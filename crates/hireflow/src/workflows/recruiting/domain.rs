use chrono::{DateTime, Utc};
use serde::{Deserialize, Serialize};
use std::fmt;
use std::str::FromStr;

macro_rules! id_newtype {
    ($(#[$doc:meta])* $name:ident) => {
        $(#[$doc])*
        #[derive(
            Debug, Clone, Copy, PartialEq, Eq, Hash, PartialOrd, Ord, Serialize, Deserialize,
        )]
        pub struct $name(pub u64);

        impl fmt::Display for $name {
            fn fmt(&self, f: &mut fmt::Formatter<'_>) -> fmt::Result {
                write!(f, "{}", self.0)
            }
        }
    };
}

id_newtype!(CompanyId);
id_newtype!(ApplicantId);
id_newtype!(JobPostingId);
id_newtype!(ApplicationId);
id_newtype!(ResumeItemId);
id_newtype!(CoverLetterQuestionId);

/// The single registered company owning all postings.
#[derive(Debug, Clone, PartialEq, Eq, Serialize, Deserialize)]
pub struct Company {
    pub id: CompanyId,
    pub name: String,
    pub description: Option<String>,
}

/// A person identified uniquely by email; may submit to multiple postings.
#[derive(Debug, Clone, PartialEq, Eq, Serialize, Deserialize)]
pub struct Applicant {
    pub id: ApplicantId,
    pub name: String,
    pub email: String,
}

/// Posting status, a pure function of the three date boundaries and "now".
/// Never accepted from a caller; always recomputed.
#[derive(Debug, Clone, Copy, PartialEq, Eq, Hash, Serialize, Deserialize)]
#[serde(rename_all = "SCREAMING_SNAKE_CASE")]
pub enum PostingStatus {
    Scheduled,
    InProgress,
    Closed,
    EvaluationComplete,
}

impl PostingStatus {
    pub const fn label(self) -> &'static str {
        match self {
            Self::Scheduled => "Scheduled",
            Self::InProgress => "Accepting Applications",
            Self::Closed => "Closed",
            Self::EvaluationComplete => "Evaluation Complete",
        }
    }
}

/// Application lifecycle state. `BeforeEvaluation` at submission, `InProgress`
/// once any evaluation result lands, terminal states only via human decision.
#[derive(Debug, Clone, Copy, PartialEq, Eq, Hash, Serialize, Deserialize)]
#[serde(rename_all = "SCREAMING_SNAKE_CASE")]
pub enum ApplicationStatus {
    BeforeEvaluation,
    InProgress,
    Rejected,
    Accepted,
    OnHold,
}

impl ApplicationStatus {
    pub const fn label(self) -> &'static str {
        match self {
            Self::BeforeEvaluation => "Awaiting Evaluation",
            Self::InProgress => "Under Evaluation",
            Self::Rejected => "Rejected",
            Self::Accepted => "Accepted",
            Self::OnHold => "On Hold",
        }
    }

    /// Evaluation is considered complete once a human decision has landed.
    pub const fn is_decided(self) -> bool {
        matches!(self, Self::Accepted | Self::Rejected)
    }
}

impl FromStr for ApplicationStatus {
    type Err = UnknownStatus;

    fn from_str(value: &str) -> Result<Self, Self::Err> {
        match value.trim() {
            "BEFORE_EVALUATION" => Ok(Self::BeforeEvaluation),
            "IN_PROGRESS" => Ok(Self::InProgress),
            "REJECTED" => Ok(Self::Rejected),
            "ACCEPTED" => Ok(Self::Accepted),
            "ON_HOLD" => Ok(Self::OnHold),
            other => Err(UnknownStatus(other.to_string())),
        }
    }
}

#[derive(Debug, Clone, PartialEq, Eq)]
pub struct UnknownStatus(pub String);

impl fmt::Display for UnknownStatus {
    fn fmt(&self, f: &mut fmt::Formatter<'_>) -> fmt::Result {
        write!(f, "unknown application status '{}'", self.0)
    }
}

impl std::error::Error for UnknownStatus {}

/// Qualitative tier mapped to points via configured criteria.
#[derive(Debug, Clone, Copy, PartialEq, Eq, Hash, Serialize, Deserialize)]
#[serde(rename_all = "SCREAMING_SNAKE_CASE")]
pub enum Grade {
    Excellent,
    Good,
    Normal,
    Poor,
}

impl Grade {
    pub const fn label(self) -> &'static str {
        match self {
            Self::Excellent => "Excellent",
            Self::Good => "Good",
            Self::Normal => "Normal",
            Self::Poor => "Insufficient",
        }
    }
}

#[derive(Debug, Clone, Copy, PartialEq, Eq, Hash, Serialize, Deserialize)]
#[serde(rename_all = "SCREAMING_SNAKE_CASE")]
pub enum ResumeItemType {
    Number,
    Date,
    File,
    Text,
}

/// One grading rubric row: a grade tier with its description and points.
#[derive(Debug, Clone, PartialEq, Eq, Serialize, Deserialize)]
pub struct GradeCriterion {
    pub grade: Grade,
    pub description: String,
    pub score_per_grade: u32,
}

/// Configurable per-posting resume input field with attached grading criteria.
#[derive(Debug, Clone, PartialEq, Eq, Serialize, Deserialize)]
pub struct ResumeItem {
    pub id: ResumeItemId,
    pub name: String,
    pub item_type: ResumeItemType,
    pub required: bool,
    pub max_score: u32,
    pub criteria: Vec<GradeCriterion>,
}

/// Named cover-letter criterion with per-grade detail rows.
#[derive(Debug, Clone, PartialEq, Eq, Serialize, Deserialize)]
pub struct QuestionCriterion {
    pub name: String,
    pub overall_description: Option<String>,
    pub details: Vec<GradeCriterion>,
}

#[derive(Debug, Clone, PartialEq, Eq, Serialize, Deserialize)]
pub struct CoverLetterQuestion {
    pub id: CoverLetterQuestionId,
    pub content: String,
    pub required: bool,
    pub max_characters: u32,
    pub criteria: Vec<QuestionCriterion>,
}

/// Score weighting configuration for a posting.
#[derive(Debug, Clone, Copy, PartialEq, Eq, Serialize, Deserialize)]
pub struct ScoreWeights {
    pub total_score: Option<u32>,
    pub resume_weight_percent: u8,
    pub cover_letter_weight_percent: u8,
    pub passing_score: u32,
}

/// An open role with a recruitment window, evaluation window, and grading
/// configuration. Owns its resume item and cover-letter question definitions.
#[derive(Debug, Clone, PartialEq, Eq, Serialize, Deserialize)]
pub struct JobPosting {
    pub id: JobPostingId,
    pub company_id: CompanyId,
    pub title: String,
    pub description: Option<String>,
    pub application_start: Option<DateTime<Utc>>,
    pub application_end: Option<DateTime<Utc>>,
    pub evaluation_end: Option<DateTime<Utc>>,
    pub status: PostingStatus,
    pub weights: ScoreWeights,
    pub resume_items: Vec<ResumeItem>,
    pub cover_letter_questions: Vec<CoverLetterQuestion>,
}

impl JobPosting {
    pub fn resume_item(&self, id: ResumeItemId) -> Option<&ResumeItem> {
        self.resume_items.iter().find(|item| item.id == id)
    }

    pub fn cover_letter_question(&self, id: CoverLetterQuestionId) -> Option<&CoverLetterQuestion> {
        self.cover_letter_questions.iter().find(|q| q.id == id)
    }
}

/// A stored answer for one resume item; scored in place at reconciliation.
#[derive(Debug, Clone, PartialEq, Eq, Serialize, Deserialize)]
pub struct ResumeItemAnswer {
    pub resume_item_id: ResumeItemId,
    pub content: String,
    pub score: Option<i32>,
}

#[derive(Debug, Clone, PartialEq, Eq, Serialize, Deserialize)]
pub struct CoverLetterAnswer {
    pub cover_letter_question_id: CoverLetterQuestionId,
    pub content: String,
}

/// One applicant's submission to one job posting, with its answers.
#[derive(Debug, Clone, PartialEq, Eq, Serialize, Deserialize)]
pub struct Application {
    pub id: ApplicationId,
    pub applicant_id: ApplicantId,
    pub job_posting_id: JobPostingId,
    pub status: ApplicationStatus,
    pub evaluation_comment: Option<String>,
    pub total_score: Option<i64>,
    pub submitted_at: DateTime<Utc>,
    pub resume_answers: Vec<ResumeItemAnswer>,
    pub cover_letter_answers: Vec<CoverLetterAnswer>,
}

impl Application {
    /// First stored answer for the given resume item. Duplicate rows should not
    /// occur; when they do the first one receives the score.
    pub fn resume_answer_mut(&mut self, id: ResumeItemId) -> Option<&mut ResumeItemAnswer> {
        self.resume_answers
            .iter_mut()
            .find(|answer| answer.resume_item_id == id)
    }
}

--

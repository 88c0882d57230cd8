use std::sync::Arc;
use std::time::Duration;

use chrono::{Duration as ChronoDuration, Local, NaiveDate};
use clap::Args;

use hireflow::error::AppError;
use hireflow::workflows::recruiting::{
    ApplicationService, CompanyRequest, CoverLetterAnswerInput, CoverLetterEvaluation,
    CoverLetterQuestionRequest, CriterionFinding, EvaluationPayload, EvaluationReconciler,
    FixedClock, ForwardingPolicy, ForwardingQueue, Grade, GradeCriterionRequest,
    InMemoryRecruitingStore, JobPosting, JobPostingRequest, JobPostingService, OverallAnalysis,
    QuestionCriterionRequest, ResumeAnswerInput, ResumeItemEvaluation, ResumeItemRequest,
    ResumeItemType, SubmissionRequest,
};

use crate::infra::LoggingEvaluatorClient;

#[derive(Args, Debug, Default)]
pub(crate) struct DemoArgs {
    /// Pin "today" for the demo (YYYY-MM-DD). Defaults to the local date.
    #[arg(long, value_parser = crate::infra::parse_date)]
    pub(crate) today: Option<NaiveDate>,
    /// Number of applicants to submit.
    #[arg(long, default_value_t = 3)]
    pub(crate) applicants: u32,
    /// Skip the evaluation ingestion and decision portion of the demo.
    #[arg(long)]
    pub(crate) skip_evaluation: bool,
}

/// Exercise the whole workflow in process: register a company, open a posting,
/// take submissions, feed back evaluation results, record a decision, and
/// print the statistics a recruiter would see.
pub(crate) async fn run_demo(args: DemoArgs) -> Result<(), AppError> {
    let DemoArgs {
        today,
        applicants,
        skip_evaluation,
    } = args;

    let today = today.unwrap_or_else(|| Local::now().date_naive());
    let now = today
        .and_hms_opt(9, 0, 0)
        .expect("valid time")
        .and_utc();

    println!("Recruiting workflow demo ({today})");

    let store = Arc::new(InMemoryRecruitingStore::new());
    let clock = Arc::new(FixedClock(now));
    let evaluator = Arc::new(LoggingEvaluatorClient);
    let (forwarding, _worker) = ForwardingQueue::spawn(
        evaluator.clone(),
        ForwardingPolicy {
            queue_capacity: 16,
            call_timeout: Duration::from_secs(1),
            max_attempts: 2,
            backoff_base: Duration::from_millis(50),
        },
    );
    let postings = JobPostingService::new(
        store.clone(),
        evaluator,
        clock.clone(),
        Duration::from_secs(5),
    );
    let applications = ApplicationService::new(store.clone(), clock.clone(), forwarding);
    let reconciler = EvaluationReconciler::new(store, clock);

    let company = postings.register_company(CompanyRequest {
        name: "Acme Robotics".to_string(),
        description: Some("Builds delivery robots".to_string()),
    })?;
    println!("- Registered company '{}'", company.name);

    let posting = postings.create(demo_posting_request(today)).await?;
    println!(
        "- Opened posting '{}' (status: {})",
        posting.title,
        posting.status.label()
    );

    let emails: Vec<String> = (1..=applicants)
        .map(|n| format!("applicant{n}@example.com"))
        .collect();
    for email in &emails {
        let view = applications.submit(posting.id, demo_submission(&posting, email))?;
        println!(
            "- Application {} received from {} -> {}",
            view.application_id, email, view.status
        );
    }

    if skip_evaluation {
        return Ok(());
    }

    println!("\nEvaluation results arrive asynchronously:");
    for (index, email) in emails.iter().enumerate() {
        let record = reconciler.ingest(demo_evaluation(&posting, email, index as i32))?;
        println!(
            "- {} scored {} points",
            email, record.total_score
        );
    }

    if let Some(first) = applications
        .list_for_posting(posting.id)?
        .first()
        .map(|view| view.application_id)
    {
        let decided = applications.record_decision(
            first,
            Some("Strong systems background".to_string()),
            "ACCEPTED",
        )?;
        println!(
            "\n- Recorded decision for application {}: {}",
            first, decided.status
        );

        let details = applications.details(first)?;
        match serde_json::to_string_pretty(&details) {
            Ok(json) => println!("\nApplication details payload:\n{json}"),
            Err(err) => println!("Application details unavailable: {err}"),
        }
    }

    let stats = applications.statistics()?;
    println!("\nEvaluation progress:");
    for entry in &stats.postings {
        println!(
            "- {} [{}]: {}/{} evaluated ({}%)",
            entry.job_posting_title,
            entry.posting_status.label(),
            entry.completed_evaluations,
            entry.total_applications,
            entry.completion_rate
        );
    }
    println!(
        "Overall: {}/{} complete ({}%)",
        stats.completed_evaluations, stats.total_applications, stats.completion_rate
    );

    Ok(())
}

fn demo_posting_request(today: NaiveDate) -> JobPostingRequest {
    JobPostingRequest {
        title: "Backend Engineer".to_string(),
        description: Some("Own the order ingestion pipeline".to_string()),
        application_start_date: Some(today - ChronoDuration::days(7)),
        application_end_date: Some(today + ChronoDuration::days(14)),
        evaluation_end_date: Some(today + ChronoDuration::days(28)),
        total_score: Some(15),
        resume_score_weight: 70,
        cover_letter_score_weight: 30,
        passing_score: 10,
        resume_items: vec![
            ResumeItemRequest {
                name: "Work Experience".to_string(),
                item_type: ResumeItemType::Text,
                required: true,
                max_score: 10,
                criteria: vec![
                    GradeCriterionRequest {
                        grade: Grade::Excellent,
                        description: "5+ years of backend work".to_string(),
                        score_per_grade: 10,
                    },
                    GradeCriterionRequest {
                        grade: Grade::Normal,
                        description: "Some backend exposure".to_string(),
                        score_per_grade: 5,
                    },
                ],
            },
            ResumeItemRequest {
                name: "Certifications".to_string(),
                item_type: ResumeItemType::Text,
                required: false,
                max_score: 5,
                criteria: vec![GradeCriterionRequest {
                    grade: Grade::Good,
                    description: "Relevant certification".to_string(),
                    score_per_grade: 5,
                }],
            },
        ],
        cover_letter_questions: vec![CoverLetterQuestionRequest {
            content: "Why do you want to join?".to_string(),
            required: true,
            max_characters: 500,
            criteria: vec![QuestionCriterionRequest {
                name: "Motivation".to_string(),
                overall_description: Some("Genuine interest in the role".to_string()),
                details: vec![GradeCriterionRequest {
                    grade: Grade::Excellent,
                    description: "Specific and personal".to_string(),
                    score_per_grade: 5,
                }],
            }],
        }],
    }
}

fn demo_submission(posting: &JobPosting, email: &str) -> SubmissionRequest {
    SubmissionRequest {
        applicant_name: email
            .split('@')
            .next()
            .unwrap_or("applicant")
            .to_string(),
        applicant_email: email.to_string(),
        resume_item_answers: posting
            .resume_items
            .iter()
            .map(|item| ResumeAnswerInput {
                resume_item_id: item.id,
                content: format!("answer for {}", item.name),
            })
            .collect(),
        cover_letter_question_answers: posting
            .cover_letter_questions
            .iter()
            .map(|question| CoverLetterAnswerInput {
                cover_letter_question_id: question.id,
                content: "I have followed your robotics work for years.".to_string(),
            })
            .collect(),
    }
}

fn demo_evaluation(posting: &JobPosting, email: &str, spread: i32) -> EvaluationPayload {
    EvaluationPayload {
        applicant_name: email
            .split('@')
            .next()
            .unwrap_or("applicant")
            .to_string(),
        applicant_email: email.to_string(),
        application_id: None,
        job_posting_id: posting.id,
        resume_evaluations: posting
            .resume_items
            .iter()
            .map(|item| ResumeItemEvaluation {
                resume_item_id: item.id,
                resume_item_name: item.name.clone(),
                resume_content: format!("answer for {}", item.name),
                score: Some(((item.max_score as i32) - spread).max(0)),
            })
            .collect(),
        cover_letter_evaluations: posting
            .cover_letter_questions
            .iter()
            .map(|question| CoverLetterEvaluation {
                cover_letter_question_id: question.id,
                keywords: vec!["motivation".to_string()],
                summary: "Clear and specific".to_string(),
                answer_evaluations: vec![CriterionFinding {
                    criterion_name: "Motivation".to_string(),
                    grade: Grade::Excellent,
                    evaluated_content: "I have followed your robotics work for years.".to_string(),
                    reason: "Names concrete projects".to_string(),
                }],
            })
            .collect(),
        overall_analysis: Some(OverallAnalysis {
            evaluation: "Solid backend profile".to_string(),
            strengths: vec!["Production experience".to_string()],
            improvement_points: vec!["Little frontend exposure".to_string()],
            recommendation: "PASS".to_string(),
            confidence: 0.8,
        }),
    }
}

WHAT THE TASK ASKS
Pull every line with the string "exposure" from the data above.

SOLUTION BELOW
                        description: "Some backend exposure".to_string(),
            improvement_points: vec!["Little frontend exposure".to_string()],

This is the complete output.